La crise liée au coronavirus a et va avoir des conséquences dramatiques pour l'économie ainsi que pour les individus qui la font tourner. Un nombre important de grosses multinationales n'étaient pas assez préparées à un pareil choc.
Ces dernières années, la plupart des grandes compagnies ont eu tendance à ne surtout pas s'asseoir sur leurs profits. En 2014, le PDG d'American Airlines déclarait qu'«avoir plus de cash que ce dont l'entreprise a besoin n'est pas une bonne utilisation du capital de nos actionnaires».
Les firmes qui n'effectuaient pas, comme certaines géantes de la tech, des acquisitions massives de start-ups, ont fait une «bonne utilisation» de ce capital en rachetant leurs propres actions, une opération destinée à faire augmenter mécaniquement la valeur des parts détenues par les actionnaires.
Ce mouvement de fond concerne les compagnies aériennes mais encore pétrolières, avec Exxon Mobil, de télécommunication avec AT&T, ainsi que MacDonald's, IBM, Coca-Cola, General Motors, etc.

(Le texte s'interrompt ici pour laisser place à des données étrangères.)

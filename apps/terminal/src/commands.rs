use shared::square::{SquareId, SquareIndex};

#[derive(Debug, Clone, Copy, PartialEq, Eq)]
pub enum Command {
    Click(SquareIndex),
    Clear,
    Fen,
    Board,
    Status,
    Help,
    Quit,
}

pub const HELP: &str = "commands: <square> (e2) or <index> (0-63) to click, cancel, fen, board, status, help, quit";

pub fn parse_command(line: &str) -> Result<Command, String> {
    let word = line.trim();
    match word.to_ascii_lowercase().as_str() {
        "" => Err(String::new()),
        "fen" => Ok(Command::Fen),
        "board" => Ok(Command::Board),
        "status" => Ok(Command::Status),
        "help" | "?" => Ok(Command::Help),
        "quit" | "exit" | "q" => Ok(Command::Quit),
        "cancel" | "esc" | "c" => Ok(Command::Clear),
        lowered => {
            if let Ok(index) = lowered.parse::<i64>() {
                return SquareIndex::validate(index)
                    .map(Command::Click)
                    .map_err(|err| err.to_string());
            }
            lowered
                .parse::<SquareId>()
                .map(|square| Command::Click(square.to_index()))
                .map_err(|_| format!("unknown command '{word}'"))
        }
    }
}
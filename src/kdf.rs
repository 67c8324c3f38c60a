//! Password fingerprinting and key derivation.
//!
//! Two distinct one-way transforms of the user's password live here:
//!
//! - [`fingerprint`] is a plain SHA-256 digest embedded in every container
//!   header. It only gates access on the asymmetric path and is never used
//!   as key material.
//! - [`derive_key_argon2id`] turns the password into a 32-byte AEAD key via
//!   Argon2id for the symmetric scheme. Same `(password, salt, params)`
//!   always yields the same key, so decrypt can reproduce the encrypt-time
//!   key from the salt carried alongside the ciphertext.
//!
//! # Security Guidelines
//!
//! - Use `SecretString` from the `secrecy` crate for password storage
//! - Derived keys are returned in a `Zeroizing` wrapper; do not copy them out
//! - Salts must be cryptographically random and unique per encryption

use argon2::{Algorithm, Argon2, Params, Version};
use getrandom::fill as getrandom;
use secrecy::{ExposeSecret, SecretString};
use sha2::{Digest, Sha256};
use zeroize::Zeroizing;

use crate::types::{KdfParams, SealError};

/// Byte length of the password fingerprint (SHA-256).
pub const FINGERPRINT_LEN: usize = 32;

/// Byte length of the Argon2id salt carried with symmetric chunks.
pub const SALT_LEN: usize = 16;

/// Minimum salt length accepted for key derivation (8 bytes).
const MIN_SALT_LENGTH: usize = 8;

/// Compute the SHA-256 fingerprint of a password's UTF-8 bytes.
///
/// This is an access check, not key material: anyone holding the container
/// can attempt to brute-force it offline, so it must never protect the
/// payload on its own.
pub fn fingerprint(password: &SecretString) -> [u8; FINGERPRINT_LEN] {
    let digest = Sha256::digest(password.expose_secret().as_bytes());
    digest.into()
}

/// Generate a fresh random salt for key derivation.
pub fn generate_salt() -> Result<[u8; SALT_LEN], SealError> {
    let mut salt = [0u8; SALT_LEN];
    getrandom(&mut salt).map_err(|_| SealError::Crypto)?;
    Ok(salt)
}

/// Derive a 32-byte key from a password using Argon2id.
///
/// # Errors
///
/// Returns `SealError::Invalid` if the salt is shorter than 8 bytes or the
/// Argon2id parameters are rejected (zero parallelism, out-of-range memory
/// cost); `SealError::Crypto` if the derivation itself fails. Failures are
/// loud so a misconfigured primitive can never silently produce a weak key.
pub fn derive_key_argon2id(
    password: &SecretString,
    salt: &[u8],
    params: KdfParams,
) -> Result<Zeroizing<[u8; 32]>, SealError> {
    if salt.len() < MIN_SALT_LENGTH {
        return Err(SealError::Invalid("kdf: salt must be at least 8 bytes"));
    }

    let argon_params = Params::new(params.mem_kib, params.t_cost, params.parallelism, Some(32))
        .map_err(|_| SealError::Invalid("kdf: invalid Argon2id params"))?;

    let argon2 = Argon2::new(Algorithm::Argon2id, Version::V0x13, argon_params);
    let mut out = Zeroizing::new([0u8; 32]);

    argon2
        .hash_password_into(password.expose_secret().as_bytes(), salt, out.as_mut())
        .map_err(|_| SealError::Crypto)?;

    Ok(out)
}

Quand les marchés financiers se portent bien, une telle politique est très appréciée des actionnaires, qui voient augmenter la valeur de leur patrimoine comme celle leurs dividendes. Berkshire Hathaway, le richissime fonds de Warren Buffett, a même décidé au cours de cette période d'investir dans les compagnies aériennes –une décision que le milliardaire a amèrement regrettée lors de son dernier meeting.
Shootées à la dette
Les entreprises sont devenues tellement friandes de ces rachats qu'elles n'ont pas uniquement englouti leurs profits: elles se sont aussi considérablement endettées, poussées vers l'emprunt par les taux d'intérêts bas.

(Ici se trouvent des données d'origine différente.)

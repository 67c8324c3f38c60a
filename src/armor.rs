//! ASCII armor encoding and decoding for containers.

use base64::{Engine, engine::general_purpose};

use crate::types::SealError;

pub fn armor_encode(binary: &[u8]) -> Vec<u8> {
    let b64 = general_purpose::STANDARD.encode(binary);
    let mut out = Vec::new();
    out.extend_from_slice(b"-----BEGIN SEALPACK-----\n");
    out.extend_from_slice(b64.as_bytes());
    out.extend_from_slice(b"\n-----END SEALPACK-----\n");
    out
}

pub fn dearmor_decode(data: &[u8]) -> Result<Vec<u8>, SealError> {
    let s = std::str::from_utf8(data).map_err(|_| SealError::InvalidFormat("armor is not UTF-8"))?;
    let s = s.trim();
    let body = s
        .strip_prefix("-----BEGIN SEALPACK-----")
        .and_then(|x| x.strip_suffix("-----END SEALPACK-----"))
        .ok_or(SealError::InvalidFormat("missing armor markers"))?;
    let body = body.trim_matches(&['\r', '\n', ' '][..]).trim();
    general_purpose::STANDARD
        .decode(body)
        .map_err(|_| SealError::InvalidFormat("armor body is not valid Base64"))
}

pub fn looks_armored(data: &[u8]) -> bool {
    data.starts_with(b"-----BEGIN SEALPACK-----")
}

Une enquête de Forbes révèle que lors de la dernière décennie, 455 entreprises du S&P 500 (les 500 plus grosses entreprises américaines cotées en bourse) ont augmenté leur dette commune de 2.500 milliards de dollars [2.250 milliards d'euros]. Sur la période, elles ont en moyenne triplé leur niveau d'endettement.
Avec la crise liée au coronavirus, revenus et profits ont fondu comme neige au soleil, quand ils ne laissaient pas place à de colossales pertes. La dette, quant à elle, est toujours là, et les firmes ne possèdent plus aucune marge de manœuvre pour affronter la crise.
Tout le monde était pourtant prévenu des risques encourus: en 2019, le secrétaire général de la Réserve fédérale (Fed), la banque centrale des États-Unis, alertait les sociétés du S&P 500 sur le poids intolérable de leur dette.
«Non seulement le volume de la dette est très haut, mais sa croissance récente est concentrée sur une forme de dette risquée», expliquait Jerome Powell, évoquant une «falaise du triple-B», BBB étant la notation d'une dette de mauvaise qualité.
Afin d'éviter les faillites, la Fed a finalement décidé de se porter au secours des entreprises et de racheter elle-même une partie de cette dette risquée, et notamment des junk bonds, ou obligations pourries.
Mais pour certain·es expert·es, cette opération créée un «aléa moral» –un effet pervers. Le risque est que les entreprises comprennent qu'elles sont trop importantes pour que l'État les laisse s'effondrer et prennent pour acquis que, quoi qu'il arrive, la Fed leur servira de filet de sécurité. Pourquoi assainir son comportement si, y compris lorsqu'il est fautif, on ne le met pas en face de ses responsabilités?